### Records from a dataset
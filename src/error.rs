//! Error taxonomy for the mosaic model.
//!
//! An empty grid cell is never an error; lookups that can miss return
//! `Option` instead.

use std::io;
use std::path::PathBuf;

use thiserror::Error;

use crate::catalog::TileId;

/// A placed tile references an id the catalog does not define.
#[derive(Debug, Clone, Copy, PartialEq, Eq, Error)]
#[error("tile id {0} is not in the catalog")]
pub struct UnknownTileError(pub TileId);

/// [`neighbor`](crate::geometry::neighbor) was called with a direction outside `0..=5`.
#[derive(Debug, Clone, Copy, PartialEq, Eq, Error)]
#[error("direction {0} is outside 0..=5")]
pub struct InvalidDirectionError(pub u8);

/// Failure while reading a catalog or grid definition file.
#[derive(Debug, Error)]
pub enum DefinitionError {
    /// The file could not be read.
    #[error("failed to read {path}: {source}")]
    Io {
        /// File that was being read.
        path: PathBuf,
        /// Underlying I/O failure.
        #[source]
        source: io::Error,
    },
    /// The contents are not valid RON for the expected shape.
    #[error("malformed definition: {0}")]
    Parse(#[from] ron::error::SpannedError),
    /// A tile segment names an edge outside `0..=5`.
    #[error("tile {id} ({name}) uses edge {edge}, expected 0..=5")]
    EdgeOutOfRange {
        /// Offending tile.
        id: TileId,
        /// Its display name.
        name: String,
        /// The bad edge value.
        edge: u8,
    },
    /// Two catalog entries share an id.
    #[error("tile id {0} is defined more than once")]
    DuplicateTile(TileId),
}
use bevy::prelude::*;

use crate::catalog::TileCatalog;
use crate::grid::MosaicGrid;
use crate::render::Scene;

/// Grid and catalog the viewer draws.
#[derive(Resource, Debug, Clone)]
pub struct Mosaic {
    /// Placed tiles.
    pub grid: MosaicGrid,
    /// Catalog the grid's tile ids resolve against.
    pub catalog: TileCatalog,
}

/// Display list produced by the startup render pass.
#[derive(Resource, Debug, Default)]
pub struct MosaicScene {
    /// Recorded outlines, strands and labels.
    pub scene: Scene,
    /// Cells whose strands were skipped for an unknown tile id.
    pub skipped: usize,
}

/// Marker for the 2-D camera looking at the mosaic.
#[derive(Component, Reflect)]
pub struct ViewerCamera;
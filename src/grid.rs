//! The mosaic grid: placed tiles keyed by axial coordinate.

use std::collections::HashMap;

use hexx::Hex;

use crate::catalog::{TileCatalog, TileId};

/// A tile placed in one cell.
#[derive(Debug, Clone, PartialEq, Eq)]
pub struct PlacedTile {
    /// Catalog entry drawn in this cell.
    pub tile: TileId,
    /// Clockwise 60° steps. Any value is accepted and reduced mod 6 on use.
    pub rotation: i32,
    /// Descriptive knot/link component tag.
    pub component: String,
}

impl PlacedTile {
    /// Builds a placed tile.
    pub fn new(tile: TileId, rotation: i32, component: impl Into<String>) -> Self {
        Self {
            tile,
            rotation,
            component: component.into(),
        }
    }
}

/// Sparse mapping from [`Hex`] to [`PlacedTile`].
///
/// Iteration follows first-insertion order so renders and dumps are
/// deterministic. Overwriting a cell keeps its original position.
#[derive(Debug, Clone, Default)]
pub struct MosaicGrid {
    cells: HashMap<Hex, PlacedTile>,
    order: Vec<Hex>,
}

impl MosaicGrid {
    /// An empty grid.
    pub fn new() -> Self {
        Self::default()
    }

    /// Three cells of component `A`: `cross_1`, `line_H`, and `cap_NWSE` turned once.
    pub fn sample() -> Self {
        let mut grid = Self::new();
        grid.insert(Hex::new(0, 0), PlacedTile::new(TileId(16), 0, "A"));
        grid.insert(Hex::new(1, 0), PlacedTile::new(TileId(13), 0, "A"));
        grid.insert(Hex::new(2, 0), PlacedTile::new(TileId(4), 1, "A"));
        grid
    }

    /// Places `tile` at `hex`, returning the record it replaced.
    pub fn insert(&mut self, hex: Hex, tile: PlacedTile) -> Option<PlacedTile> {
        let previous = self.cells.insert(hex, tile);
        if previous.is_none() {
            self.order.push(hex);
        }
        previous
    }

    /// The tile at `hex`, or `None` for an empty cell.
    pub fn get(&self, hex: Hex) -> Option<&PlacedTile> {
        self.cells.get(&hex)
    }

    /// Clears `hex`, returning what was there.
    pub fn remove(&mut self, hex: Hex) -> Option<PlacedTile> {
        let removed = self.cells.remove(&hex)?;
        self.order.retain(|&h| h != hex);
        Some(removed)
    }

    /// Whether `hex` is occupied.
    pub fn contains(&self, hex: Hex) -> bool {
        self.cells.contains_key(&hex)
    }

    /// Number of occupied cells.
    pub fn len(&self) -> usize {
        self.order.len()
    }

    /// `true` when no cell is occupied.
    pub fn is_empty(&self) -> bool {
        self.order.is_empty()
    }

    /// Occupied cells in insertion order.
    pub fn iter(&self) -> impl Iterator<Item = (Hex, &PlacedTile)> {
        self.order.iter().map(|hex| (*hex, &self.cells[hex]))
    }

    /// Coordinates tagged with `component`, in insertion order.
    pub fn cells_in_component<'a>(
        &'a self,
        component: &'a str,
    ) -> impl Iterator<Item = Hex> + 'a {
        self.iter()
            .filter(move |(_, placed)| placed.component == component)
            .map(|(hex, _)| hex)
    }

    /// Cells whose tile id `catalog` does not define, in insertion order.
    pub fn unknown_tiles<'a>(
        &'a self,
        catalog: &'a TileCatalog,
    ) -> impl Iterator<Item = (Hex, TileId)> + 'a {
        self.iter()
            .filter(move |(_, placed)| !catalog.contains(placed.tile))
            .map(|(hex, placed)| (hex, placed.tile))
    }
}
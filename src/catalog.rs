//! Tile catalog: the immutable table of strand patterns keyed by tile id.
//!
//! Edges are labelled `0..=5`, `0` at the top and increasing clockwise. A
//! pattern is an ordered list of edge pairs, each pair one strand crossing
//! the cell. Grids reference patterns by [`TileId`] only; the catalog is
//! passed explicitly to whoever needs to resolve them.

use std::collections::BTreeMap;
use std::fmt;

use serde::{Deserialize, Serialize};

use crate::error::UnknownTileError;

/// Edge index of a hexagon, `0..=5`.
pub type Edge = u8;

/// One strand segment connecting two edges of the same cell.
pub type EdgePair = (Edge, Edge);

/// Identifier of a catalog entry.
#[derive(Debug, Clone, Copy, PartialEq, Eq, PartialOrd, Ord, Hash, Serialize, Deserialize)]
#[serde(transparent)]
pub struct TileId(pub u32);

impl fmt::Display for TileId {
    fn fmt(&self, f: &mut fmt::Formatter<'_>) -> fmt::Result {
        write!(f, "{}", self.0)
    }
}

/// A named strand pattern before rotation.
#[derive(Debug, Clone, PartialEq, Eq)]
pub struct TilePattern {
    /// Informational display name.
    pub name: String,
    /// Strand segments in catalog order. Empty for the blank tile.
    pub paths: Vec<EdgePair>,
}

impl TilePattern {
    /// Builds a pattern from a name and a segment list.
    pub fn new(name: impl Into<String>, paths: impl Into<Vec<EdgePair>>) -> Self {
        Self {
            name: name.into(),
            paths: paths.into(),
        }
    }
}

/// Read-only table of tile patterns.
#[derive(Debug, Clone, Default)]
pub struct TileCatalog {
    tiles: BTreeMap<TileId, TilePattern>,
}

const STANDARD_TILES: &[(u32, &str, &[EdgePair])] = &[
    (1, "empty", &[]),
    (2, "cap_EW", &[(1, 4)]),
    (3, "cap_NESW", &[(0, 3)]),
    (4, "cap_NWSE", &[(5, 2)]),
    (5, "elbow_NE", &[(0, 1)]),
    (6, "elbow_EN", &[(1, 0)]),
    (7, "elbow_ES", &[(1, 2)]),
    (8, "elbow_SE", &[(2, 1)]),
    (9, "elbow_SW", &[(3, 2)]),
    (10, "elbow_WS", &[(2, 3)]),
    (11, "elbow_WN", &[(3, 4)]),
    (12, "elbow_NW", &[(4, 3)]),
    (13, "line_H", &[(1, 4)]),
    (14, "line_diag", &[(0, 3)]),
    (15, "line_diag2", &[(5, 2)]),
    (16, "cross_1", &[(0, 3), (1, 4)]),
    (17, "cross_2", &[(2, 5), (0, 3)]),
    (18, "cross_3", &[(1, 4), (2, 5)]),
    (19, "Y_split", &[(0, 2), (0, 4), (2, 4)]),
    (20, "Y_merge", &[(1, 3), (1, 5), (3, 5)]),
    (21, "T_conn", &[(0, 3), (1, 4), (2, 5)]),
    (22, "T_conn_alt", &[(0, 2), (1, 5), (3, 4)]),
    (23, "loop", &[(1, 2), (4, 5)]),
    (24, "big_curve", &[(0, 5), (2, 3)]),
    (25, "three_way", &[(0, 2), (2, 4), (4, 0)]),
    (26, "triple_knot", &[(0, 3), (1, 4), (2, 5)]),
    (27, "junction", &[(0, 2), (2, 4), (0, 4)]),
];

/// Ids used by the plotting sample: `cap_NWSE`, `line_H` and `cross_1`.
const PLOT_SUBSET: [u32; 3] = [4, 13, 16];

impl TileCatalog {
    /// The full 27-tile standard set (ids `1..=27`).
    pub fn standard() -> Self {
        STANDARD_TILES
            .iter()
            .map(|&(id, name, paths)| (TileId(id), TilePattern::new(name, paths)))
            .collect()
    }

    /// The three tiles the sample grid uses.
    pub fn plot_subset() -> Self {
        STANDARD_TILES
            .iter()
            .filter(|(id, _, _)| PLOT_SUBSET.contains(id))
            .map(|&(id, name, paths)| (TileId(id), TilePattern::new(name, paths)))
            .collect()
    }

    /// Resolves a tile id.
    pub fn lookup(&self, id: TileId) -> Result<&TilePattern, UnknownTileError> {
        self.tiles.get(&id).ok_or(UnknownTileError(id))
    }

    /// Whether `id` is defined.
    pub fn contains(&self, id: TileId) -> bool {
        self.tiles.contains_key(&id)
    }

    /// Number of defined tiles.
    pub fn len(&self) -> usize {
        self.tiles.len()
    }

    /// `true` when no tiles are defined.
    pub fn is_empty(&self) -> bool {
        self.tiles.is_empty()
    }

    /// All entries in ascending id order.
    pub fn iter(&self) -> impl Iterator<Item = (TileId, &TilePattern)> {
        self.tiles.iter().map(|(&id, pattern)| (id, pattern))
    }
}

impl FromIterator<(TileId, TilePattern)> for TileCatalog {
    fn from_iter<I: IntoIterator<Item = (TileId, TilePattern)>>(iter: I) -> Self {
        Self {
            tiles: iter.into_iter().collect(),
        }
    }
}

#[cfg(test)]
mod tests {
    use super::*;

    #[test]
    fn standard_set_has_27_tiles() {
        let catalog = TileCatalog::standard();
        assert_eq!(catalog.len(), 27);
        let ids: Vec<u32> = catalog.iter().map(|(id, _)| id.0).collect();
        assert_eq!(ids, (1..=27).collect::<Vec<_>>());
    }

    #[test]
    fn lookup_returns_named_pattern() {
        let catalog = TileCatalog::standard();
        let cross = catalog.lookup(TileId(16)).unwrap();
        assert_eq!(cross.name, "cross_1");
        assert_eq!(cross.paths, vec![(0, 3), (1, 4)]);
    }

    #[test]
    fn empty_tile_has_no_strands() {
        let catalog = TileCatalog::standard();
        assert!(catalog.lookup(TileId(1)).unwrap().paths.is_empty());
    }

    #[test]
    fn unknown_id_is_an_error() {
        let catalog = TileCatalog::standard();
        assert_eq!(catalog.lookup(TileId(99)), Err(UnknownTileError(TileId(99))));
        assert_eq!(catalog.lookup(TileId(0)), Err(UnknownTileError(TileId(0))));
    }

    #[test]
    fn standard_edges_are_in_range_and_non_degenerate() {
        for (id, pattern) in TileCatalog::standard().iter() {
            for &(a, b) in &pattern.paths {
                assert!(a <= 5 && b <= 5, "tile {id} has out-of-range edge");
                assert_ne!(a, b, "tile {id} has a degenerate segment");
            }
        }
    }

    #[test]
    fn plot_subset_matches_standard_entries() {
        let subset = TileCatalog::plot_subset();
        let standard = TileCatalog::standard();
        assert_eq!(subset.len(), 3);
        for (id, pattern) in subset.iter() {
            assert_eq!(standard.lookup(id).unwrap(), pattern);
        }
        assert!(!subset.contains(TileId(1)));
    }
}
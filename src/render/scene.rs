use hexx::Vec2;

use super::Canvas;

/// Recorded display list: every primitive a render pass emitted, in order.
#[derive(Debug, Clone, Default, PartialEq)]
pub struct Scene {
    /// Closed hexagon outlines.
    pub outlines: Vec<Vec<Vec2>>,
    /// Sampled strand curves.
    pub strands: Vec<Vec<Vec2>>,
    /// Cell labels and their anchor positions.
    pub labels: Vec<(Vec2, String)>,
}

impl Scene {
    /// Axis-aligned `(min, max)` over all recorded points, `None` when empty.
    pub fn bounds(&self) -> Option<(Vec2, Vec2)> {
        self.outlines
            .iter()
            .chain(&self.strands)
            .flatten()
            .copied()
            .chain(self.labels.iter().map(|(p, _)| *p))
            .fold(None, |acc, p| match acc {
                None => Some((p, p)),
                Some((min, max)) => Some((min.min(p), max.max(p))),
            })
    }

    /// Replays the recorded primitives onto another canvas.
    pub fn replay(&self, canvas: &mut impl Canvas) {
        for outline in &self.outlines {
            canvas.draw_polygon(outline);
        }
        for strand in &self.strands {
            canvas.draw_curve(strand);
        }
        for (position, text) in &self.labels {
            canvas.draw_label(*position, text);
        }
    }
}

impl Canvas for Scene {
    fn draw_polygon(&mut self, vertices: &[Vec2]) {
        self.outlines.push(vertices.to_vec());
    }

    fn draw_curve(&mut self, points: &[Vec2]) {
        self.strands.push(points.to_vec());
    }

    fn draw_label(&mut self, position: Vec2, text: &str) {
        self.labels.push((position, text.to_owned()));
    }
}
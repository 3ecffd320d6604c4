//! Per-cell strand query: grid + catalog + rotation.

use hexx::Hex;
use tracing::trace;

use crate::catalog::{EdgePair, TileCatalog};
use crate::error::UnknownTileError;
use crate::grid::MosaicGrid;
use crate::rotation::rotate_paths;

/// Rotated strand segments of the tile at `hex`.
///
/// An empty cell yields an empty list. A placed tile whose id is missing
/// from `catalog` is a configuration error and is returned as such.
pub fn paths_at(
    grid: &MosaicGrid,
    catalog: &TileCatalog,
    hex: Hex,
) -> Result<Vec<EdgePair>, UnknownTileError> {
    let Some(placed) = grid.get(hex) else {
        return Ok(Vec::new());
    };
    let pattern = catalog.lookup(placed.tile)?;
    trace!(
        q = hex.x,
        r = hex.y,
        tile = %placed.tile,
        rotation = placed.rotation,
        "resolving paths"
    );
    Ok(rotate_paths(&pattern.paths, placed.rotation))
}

### TASK REQUIREMENTS
Say how many of the lines above include the string "does", and give no other words.

### REPLY
2